### Exercise brief
Restate the last part of the records below word for word, beginning at the line with "constructor in tokio." and ending at the final line.

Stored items
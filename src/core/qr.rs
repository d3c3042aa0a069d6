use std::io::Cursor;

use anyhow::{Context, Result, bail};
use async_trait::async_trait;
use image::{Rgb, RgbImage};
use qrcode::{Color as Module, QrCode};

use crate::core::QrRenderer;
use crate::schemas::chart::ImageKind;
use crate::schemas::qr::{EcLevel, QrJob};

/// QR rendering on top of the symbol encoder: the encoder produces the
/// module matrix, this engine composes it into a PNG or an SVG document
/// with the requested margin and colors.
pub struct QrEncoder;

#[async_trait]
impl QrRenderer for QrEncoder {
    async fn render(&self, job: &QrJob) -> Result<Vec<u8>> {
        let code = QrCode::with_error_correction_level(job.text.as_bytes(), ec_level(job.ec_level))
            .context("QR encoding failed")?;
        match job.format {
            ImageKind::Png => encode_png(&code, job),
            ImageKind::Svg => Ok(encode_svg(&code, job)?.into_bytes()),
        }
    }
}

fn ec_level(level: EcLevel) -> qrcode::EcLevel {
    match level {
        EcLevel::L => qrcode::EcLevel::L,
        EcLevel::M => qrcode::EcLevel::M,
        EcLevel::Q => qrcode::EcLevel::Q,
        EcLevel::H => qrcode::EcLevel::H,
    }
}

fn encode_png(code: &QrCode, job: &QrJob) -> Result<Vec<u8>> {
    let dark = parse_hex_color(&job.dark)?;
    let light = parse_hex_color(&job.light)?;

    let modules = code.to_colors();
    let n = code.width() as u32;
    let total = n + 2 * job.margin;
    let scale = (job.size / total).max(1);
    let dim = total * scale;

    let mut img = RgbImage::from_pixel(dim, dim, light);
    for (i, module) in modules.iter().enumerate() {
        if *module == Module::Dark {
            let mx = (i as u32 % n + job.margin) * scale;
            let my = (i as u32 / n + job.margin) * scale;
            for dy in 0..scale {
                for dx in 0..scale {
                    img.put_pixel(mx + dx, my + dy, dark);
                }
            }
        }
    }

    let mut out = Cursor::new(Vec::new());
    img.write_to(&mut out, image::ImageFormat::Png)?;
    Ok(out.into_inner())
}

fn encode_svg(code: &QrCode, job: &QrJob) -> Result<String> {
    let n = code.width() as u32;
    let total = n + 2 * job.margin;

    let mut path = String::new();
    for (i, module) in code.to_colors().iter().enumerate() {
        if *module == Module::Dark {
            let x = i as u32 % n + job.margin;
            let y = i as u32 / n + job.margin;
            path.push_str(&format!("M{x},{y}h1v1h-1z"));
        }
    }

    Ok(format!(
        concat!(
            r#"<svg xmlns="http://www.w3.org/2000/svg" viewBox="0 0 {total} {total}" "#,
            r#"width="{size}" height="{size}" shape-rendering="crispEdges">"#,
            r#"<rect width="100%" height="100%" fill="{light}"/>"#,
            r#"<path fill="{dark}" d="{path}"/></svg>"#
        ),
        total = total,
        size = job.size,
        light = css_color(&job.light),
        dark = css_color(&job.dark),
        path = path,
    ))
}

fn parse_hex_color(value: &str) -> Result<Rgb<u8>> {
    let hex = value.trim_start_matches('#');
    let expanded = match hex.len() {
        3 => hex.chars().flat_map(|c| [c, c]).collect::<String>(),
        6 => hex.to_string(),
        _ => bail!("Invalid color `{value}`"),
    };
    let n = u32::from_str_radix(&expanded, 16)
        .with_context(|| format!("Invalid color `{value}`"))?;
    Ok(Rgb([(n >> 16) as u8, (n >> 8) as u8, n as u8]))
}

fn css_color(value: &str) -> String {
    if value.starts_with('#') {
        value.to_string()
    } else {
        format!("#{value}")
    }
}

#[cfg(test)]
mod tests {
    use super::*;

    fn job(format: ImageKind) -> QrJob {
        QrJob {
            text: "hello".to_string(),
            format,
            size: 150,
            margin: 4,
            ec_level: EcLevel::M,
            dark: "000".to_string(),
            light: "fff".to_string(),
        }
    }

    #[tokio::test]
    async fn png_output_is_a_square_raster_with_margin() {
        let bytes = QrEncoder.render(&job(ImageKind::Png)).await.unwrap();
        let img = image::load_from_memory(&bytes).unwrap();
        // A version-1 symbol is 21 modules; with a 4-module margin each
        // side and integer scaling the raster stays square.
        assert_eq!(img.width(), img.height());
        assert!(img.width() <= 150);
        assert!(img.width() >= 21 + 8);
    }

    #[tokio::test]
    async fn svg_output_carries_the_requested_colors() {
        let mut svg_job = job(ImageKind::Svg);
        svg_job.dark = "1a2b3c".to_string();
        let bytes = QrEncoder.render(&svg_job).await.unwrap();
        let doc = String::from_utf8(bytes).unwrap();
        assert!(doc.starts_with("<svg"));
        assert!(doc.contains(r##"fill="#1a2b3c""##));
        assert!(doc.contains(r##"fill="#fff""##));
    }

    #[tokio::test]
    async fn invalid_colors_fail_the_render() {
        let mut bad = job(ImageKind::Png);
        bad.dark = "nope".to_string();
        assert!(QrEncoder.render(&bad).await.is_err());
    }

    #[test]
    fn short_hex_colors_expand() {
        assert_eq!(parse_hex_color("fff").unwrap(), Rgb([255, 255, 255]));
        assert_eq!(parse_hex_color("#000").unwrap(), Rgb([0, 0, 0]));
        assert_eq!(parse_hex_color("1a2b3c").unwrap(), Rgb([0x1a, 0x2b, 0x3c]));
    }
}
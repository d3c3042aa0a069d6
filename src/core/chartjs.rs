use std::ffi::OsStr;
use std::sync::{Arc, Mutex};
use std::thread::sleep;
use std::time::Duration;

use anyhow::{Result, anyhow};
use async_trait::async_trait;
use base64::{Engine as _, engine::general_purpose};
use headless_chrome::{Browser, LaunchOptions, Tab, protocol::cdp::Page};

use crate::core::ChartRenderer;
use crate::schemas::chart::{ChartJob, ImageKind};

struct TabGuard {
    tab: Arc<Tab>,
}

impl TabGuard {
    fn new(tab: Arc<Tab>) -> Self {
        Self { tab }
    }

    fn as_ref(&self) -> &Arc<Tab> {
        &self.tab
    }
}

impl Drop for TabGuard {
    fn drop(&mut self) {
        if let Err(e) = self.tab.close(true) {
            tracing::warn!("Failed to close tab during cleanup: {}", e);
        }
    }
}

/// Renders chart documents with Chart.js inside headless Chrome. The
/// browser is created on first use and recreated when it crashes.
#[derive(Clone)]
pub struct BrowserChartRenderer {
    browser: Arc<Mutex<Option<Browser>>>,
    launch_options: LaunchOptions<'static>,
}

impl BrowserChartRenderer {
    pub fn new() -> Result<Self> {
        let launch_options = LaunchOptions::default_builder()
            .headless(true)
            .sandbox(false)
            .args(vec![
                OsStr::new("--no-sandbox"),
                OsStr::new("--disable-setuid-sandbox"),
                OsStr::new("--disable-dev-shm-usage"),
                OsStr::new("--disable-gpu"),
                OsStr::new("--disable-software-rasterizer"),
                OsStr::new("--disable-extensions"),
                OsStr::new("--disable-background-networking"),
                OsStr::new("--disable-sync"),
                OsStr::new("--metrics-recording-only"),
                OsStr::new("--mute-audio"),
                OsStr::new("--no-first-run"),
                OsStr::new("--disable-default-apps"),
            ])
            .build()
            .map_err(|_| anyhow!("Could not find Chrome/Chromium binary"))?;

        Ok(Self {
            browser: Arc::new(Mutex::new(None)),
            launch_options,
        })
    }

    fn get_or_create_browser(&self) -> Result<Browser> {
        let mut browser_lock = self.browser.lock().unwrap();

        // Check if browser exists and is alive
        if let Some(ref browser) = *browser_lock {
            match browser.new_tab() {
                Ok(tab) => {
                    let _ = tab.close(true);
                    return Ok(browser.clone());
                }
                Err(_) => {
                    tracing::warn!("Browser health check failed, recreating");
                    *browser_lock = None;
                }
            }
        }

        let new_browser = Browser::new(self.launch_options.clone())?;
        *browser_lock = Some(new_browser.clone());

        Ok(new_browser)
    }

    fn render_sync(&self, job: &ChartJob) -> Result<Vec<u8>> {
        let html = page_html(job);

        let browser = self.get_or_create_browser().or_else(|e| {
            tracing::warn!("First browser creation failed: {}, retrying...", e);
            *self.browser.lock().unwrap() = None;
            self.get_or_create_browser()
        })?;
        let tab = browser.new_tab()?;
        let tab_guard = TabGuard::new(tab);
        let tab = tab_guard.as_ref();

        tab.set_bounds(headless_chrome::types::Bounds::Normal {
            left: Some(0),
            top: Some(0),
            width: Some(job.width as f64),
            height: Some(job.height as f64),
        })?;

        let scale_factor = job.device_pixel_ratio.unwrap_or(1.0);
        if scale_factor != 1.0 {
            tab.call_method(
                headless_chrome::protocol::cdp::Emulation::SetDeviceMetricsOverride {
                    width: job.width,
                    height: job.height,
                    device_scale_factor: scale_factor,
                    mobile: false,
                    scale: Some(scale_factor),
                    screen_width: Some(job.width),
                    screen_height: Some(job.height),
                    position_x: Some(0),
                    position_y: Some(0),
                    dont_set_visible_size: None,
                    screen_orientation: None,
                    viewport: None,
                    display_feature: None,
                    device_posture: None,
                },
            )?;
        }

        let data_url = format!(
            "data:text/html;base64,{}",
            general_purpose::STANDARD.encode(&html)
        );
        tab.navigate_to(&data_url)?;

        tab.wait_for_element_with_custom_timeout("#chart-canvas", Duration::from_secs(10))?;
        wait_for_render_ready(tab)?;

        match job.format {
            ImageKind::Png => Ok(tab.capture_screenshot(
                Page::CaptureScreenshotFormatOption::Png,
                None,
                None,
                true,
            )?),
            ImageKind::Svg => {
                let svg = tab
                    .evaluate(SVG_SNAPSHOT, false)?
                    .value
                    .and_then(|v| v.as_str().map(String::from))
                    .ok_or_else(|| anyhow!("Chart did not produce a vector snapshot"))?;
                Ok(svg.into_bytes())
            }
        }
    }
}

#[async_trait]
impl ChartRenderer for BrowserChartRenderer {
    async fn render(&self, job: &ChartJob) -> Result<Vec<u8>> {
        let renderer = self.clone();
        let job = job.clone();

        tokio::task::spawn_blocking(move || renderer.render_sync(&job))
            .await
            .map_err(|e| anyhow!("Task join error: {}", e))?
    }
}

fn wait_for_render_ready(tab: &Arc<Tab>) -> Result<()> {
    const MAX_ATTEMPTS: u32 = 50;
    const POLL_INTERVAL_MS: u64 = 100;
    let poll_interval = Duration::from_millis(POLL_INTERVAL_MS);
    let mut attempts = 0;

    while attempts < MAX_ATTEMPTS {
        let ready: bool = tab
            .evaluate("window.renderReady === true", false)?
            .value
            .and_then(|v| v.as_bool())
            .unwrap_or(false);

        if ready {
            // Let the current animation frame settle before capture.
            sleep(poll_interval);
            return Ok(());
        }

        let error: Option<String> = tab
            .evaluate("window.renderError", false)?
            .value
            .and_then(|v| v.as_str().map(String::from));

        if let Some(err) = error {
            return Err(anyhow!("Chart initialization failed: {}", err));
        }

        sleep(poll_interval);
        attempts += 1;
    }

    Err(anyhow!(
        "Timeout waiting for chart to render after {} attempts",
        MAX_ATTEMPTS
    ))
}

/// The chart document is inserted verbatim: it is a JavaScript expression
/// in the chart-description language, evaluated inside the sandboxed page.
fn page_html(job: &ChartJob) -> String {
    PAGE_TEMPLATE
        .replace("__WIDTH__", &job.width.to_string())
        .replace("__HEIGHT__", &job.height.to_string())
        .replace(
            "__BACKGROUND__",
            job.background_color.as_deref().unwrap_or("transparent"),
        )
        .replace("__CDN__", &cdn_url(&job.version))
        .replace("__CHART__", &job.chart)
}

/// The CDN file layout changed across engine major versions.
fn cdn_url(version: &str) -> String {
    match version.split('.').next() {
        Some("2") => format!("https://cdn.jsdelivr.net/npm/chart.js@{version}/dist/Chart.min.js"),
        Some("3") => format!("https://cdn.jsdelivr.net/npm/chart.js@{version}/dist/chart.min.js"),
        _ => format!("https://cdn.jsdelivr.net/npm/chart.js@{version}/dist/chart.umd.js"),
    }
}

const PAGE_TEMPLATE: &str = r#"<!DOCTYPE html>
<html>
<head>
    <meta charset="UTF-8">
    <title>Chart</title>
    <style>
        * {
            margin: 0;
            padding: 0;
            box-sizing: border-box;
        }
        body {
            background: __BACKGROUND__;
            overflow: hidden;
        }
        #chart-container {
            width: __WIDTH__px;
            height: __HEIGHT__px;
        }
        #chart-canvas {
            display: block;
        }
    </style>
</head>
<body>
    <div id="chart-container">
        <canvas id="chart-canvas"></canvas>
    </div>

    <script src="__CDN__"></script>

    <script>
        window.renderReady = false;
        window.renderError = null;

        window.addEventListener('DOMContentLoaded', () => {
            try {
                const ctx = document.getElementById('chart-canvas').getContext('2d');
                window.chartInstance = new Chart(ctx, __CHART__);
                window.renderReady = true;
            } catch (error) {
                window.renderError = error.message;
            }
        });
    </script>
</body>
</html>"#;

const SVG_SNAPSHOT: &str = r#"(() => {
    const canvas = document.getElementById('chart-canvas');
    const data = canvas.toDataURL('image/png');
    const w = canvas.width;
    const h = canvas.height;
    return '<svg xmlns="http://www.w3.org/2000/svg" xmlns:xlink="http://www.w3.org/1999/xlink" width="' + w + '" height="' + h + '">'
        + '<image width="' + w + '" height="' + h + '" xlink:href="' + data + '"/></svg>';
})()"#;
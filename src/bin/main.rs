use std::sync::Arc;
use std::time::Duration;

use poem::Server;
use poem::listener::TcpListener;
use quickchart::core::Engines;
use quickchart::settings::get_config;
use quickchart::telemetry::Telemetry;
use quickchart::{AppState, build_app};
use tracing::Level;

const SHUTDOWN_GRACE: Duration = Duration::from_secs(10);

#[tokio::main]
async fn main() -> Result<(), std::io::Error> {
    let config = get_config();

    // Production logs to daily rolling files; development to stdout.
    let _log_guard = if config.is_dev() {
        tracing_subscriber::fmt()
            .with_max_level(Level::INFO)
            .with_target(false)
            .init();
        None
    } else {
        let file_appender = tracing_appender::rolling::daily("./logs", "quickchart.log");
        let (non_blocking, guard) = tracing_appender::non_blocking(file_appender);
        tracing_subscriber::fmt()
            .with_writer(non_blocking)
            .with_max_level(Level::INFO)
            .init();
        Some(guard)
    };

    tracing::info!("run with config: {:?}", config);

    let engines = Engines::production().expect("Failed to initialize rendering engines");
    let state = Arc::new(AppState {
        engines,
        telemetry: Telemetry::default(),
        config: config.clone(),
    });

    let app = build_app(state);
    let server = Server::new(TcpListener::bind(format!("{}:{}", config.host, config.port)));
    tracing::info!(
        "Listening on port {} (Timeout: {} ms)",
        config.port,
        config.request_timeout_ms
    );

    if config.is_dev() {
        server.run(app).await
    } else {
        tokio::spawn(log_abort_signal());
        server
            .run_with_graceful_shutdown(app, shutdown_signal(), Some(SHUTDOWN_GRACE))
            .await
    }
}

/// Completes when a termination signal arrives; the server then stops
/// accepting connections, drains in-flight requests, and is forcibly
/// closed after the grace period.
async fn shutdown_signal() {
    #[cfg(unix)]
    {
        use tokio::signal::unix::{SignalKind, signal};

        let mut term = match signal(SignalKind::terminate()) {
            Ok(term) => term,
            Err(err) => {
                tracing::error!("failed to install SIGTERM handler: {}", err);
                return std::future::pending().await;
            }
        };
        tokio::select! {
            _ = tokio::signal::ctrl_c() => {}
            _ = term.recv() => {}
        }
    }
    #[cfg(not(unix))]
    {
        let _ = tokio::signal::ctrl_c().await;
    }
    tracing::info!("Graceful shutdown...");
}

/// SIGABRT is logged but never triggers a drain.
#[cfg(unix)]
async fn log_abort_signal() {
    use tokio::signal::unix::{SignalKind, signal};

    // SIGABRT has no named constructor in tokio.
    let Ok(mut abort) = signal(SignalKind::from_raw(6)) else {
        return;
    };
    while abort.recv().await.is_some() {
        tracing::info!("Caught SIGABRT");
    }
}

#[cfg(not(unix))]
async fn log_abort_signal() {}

### Answer box
    // SIGABRT has no named constructor in tokio.
    let Ok(mut abort) = signal(SignalKind::from_raw(6)) else {
        return;
    };
    while abort.recv().await.is_some() {
        tracing::info!("Caught SIGABRT");
    }
}

#[cfg(not(unix))]
async fn log_abort_signal() {}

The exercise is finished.